Reproduce the records exactly.

═════ TASK INPUTS ═════

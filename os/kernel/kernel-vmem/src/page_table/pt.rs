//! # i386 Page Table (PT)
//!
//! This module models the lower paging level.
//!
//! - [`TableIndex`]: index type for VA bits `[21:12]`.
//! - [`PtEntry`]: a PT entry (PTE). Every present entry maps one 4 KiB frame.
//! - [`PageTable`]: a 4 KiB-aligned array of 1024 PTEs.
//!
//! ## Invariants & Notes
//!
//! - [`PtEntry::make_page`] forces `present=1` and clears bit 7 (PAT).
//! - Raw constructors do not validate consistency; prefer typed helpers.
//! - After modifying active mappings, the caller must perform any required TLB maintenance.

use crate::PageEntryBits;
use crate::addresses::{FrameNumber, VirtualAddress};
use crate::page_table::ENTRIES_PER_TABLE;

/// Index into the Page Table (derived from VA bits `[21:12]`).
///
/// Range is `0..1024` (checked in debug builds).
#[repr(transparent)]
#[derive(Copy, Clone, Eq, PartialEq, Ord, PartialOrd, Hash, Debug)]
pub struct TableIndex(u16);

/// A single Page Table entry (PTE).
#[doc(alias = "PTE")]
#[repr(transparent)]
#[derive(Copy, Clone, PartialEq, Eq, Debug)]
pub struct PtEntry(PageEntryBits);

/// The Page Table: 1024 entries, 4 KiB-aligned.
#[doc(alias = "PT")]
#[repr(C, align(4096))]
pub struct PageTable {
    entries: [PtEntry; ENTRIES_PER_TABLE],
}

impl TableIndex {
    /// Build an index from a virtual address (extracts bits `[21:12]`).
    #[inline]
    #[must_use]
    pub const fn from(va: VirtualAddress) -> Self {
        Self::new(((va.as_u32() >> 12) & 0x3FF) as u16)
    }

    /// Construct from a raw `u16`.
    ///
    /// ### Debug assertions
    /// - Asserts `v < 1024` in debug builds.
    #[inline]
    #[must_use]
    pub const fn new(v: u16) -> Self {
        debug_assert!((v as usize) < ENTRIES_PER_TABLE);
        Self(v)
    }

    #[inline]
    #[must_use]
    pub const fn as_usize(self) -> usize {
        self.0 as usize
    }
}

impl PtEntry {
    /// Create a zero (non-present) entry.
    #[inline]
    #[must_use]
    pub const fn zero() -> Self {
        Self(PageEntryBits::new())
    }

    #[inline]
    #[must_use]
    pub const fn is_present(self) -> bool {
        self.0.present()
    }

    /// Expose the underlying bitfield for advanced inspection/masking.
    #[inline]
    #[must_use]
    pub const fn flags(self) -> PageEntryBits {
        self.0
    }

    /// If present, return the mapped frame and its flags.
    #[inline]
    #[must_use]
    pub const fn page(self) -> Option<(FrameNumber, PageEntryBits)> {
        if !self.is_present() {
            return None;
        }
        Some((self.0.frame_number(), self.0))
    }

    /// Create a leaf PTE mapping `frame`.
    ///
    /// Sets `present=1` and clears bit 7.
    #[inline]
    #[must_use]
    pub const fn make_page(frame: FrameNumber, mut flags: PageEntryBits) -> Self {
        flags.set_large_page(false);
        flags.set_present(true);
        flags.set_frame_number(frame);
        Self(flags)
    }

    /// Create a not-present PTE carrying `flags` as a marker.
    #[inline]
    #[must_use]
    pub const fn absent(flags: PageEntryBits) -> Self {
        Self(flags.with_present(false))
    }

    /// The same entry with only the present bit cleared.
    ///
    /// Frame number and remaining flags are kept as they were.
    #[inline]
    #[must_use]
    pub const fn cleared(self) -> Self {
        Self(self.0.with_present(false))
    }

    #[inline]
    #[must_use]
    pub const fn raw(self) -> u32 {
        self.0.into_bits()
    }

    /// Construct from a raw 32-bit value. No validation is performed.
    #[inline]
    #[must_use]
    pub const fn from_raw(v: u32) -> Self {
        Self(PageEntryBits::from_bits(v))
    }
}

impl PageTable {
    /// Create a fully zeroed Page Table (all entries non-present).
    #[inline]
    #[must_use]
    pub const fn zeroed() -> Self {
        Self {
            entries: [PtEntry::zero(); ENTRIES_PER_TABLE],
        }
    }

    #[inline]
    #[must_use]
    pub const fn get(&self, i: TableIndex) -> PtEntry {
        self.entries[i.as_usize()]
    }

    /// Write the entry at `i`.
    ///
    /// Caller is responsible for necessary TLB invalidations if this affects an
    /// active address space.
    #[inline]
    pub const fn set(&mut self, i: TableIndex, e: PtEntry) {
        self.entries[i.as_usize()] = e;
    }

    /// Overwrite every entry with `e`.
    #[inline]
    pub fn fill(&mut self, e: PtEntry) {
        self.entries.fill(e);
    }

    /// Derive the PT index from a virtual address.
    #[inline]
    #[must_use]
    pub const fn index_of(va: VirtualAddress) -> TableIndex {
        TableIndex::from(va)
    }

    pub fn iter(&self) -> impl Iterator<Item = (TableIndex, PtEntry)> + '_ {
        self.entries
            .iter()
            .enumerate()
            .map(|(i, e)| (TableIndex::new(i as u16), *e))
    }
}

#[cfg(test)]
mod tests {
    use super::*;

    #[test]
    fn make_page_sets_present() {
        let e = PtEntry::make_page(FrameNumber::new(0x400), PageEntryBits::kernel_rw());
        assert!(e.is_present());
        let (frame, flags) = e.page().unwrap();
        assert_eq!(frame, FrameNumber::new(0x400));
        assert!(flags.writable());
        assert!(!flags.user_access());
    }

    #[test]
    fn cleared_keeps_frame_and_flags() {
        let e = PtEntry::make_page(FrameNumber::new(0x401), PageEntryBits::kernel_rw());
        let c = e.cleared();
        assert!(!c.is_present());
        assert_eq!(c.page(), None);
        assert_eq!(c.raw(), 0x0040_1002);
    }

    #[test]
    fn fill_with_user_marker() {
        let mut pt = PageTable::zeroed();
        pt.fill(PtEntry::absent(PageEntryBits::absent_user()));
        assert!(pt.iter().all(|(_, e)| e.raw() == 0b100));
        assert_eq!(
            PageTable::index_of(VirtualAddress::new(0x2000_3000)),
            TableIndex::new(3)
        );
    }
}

═════

▶ [EXERCISE OUTPUT]:
filename os/kernel/kernel-vmem/src/page_table/pt.rs
//! # i386 Page Table (PT)
//!
//! This module models the lower paging level.
//!
//! - [`TableIndex`]: index type for VA bits `[21:12]`.
//! - [`PtEntry`]: a PT entry (PTE). Every present entry maps one 4 KiB frame.
//! - [`PageTable`]: a 4 KiB-aligned array of 1024 PTEs.
//!
//! ## Invariants & Notes
//!
//! - [`PtEntry::make_page`] forces `present=1` and clears bit 7 (PAT).
//! - Raw constructors do not validate consistency; prefer typed helpers.
//! - After modifying active mappings, the caller must perform any required TLB maintenance.

use crate::PageEntryBits;
use crate::addresses::{FrameNumber, VirtualAddress};
use crate::page_table::ENTRIES_PER_TABLE;

/// Index into the Page Table (derived from VA bits `[21:12]`).
///
/// Range is `0..1024` (checked in debug builds).
#[repr(transparent)]
#[derive(Copy, Clone, Eq, PartialEq, Ord, PartialOrd, Hash, Debug)]
pub struct TableIndex(u16);

/// A single Page Table entry (PTE).
#[doc(alias = "PTE")]
#[repr(transparent)]
#[derive(Copy, Clone, PartialEq, Eq, Debug)]
pub struct PtEntry(PageEntryBits);

/// The Page Table: 1024 entries, 4 KiB-aligned.
#[doc(alias = "PT")]
#[repr(C, align(4096))]
pub struct PageTable {
    entries: [PtEntry; ENTRIES_PER_TABLE],
}

impl TableIndex {
    /// Build an index from a virtual address (extracts bits `[21:12]`).
    #[inline]
    #[must_use]
    pub const fn from(va: VirtualAddress) -> Self {
        Self::new(((va.as_u32() >> 12) & 0x3FF) as u16)
    }

    /// Construct from a raw `u16`.
    ///
    /// ### Debug assertions
    /// - Asserts `v < 1024` in debug builds.
    #[inline]
    #[must_use]
    pub const fn new(v: u16) -> Self {
        debug_assert!((v as usize) < ENTRIES_PER_TABLE);
        Self(v)
    }

    #[inline]
    #[must_use]
    pub const fn as_usize(self) -> usize {
        self.0 as usize
    }
}

impl PtEntry {
    /// Create a zero (non-present) entry.
    #[inline]
    #[must_use]
    pub const fn zero() -> Self {
        Self(PageEntryBits::new())
    }

    #[inline]
    #[must_use]
    pub const fn is_present(self) -> bool {
        self.0.present()
    }

    /// Expose the underlying bitfield for advanced inspection/masking.
    #[inline]
    #[must_use]
    pub const fn flags(self) -> PageEntryBits {
        self.0
    }

    /// If present, return the mapped frame and its flags.
    #[inline]
    #[must_use]
    pub const fn page(self) -> Option<(FrameNumber, PageEntryBits)> {
        if !self.is_present() {
            return None;
        }
        Some((self.0.frame_number(), self.0))
    }

    /// Create a leaf PTE mapping `frame`.
    ///
    /// Sets `present=1` and clears bit 7.
    #[inline]
    #[must_use]
    pub const fn make_page(frame: FrameNumber, mut flags: PageEntryBits) -> Self {
        flags.set_large_page(false);
        flags.set_present(true);
        flags.set_frame_number(frame);
        Self(flags)
    }

    /// Create a not-present PTE carrying `flags` as a marker.
    #[inline]
    #[must_use]
    pub const fn absent(flags: PageEntryBits) -> Self {
        Self(flags.with_present(false))
    }

    /// The same entry with only the present bit cleared.
    ///
    /// Frame number and remaining flags are kept as they were.
    #[inline]
    #[must_use]
    pub const fn cleared(self) -> Self {
        Self(self.0.with_present(false))
    }

    #[inline]
    #[must_use]
    pub const fn raw(self) -> u32 {
        self.0.into_bits()
    }

    /// Construct from a raw 32-bit value. No validation is performed.
    #[inline]
    #[must_use]
    pub const fn from_raw(v: u32) -> Self {
        Self(PageEntryBits::from_bits(v))
    }
}

impl PageTable {
    /// Create a fully zeroed Page Table (all entries non-present).
    #[inline]
    #[must_use]
    pub const fn zeroed() -> Self {
        Self {
            entries: [PtEntry::zero(); ENTRIES_PER_TABLE],
        }
    }

    #[inline]
    #[must_use]
    pub const fn get(&self, i: TableIndex) -> PtEntry {
        self.entries[i.as_usize()]
    }

    /// Write the entry at `i`.
    ///
    /// Caller is responsible for necessary TLB invalidations if this affects an
    /// active address space.
    #[inline]
    pub const fn set(&mut self, i: TableIndex, e: PtEntry) {
        self.entries[i.as_usize()] = e;
    }

    /// Overwrite every entry with `e`.
    #[inline]
    pub fn fill(&mut self, e: PtEntry) {
        self.entries.fill(e);
    }

    /// Derive the PT index from a virtual address.
    #[inline]
    #[must_use]
    pub const fn index_of(va: VirtualAddress) -> TableIndex {
        TableIndex::from(va)
    }

    pub fn iter(&self) -> impl Iterator<Item = (TableIndex, PtEntry)> + '_ {
        self.entries
            .iter()
            .enumerate()
            .map(|(i, e)| (TableIndex::new(i as u16), *e))
    }
}

#[cfg(test)]
mod tests {
    use super::*;

    #[test]
    fn make_page_sets_present() {
        let e = PtEntry::make_page(FrameNumber::new(0x400), PageEntryBits::kernel_rw());
        assert!(e.is_present());
        let (frame, flags) = e.page().unwrap();
        assert_eq!(frame, FrameNumber::new(0x400));
        assert!(flags.writable());
        assert!(!flags.user_access());
    }

    #[test]
    fn cleared_keeps_frame_and_flags() {
        let e = PtEntry::make_page(FrameNumber::new(0x401), PageEntryBits::kernel_rw());
        let c = e.cleared();
        assert!(!c.is_present());
        assert_eq!(c.page(), None);
        assert_eq!(c.raw(), 0x0040_1002);
    }

    #[test]
    fn fill_with_user_marker() {
        let mut pt = PageTable::zeroed();
        pt.fill(PtEntry::absent(PageEntryBits::absent_user()));
        assert!(pt.iter().all(|(_, e)| e.raw() == 0b100));
        assert_eq!(
            PageTable::index_of(VirtualAddress::new(0x2000_3000)),
            TableIndex::new(3)
        );
    }
}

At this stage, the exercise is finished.